Proposition. If $(a_n) \to a$ and $(a_n) \to b$, then $a = b$.

Proof. Suppose $(a_n) \to a$ and $(a_n) \to b$.

Then, $\lim \limits_{n \to \infty}(a_n)=a$ and $\lim \limits_{n \to \infty}(a_n)=b$.

So for every $\epsilon > 0$ there exists a $N \in N$ such that $n>N$ implies $|a_n -a| < \frac{\epsilon}{2}$ and a $M \in N$ such that $n>M$ implies $|a_n-b| < \frac{\epsilon}{2}$.

So $|(a_n-a)+(a_n-b)| < \frac{\epsilon}{2} + \frac{\epsilon}{2} = \epsilon$.

So $|2a_n - (a + b)| < \epsilon$.

So $\lim \limits_{n \to \infty} 2a_n = a + b$.

So $2\lim \limits_{n \to \infty} a_n = a + b$.

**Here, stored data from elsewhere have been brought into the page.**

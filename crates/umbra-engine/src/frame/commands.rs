use core::ops::Range;
use std::sync::Arc;

use crate::geometry::{BufferId, GeometryBuffer, Primitive, PrimitiveKind, VertexStreams};
use crate::shading::{DrawUniforms, ProgramKind};

/// Opaque handle to a registered texture bundle (diffuse + optional maps).
#[derive(Debug, Copy, Clone, Eq, PartialEq, Hash)]
pub struct TextureSetId(pub(crate) u32);

/// Render pass kinds in frame order.
#[derive(Debug, Copy, Clone, Eq, PartialEq)]
pub enum PassKind {
    /// Scene sprites into the G-buffer, with depth.
    Geometry,
    /// Per-light visibility into the shadow atlas.
    Shadow,
    /// Additive light accumulation onto the surface.
    Light,
    /// Alpha-blended UI onto the surface. `clear` when no light pass ran.
    Ui { clear: bool },
}

/// One indexed draw.
#[derive(Debug, Clone)]
pub struct DrawCmd {
    pub program: ProgramKind,
    pub topology: PrimitiveKind,
    /// Source buffer; its index table is uploaded once per id.
    pub buffer: BufferId,
    pub indices: Arc<[u32]>,
    pub index_range: Range<u32>,
    /// Offset of the buffer's first vertex in the frame vertex streams.
    pub base_vertex: i32,
    /// Slot in [`FrameCommands::uniforms`].
    pub uniforms: u32,
    pub textures: Option<TextureSetId>,
    /// Shadow atlas cell the draw renders into.
    pub shadow_cell: Option<u32>,
}

impl DrawCmd {
    /// Draw of `[0, high_water)` of `buffer`.
    pub(crate) fn whole<P: Primitive>(program: ProgramKind, buffer: &GeometryBuffer<P>, base_vertex: i32) -> Self {
        Self {
            program,
            topology: P::KIND,
            buffer: buffer.id(),
            indices: Arc::clone(buffer.index_table()),
            index_range: 0..buffer.index_count(),
            base_vertex,
            uniforms: 0,
            textures: None,
            shadow_cell: None,
        }
    }
}

#[derive(Debug, Clone)]
pub struct Pass {
    pub kind: PassKind,
    pub draws: Vec<DrawCmd>,
}

/// Everything the GPU renderer needs for one frame.
///
/// Vertex data is copied out of the geometry buffers at draw time so later
/// mutations do not affect already-recorded draws.
#[derive(Debug, Default, Clone)]
pub struct FrameCommands {
    pub positions: Vec<[f32; 3]>,
    pub tex_coords: Vec<[f32; 2]>,
    pub colours: Vec<[f32; 4]>,
    pub uniforms: Vec<DrawUniforms>,
    pub passes: Vec<Pass>,
}

impl FrameCommands {
    pub fn clear(&mut self) {
        self.positions.clear();
        self.tex_coords.clear();
        self.colours.clear();
        self.uniforms.clear();
        self.passes.clear();
    }

    /// Appends vertex streams; returns their base vertex.
    pub(crate) fn push_streams(&mut self, streams: VertexStreams<'_>) -> i32 {
        let base = self.positions.len() as i32;
        self.positions.extend_from_slice(streams.positions);
        self.tex_coords.extend_from_slice(streams.tex_coords);
        self.colours.extend_from_slice(streams.colours);
        base
    }

    pub(crate) fn push_uniforms(&mut self, uniforms: DrawUniforms) -> u32 {
        self.uniforms.push(uniforms);
        (self.uniforms.len() - 1) as u32
    }

    pub(crate) fn begin_pass(&mut self, kind: PassKind) {
        self.passes.push(Pass { kind, draws: Vec::new() });
    }

    /// Adds to the most recently begun pass.
    pub(crate) fn record(&mut self, cmd: DrawCmd) {
        match self.passes.last_mut() {
            Some(pass) => pass.draws.push(cmd),
            None => log::warn!("draw recorded with no open pass; dropped"),
        }
    }

    pub fn pass(&self, kind: PassKind) -> Option<&Pass> {
        self.passes.iter().find(|p| p.kind == kind)
    }

    pub fn has_light_pass(&self) -> bool {
        self.passes.iter().any(|p| p.kind == PassKind::Light)
    }

    /// Every draw in pass order.
    pub fn draws(&self) -> impl Iterator<Item = &DrawCmd> {
        self.passes.iter().flat_map(|p| p.draws.iter())
    }

    /// Uniform snapshot a draw will see.
    pub fn uniforms_of(&self, cmd: &DrawCmd) -> &DrawUniforms {
        &self.uniforms[cmd.uniforms as usize]
    }
}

So $\lim \limits_{n \to \infty} a_n = \frac{a + b}{2}$.

Case 1: $\lim \limits_{n \to \infty} a_n = a$

If $\lim \limits_{n \to \infty} a_n = a$, then $a = \frac{a+b}{2}$.

So $2a = a + b$ and $a = b$.

Case 2: $\lim \limits_{n \to \infty} a_n = b$

If $\lim \limits_{n \to \infty} a_n = b$, then $b = \frac{a+b}{2}$.

So $2b = a + b$ and $a = b$.

Therefore $a = b$.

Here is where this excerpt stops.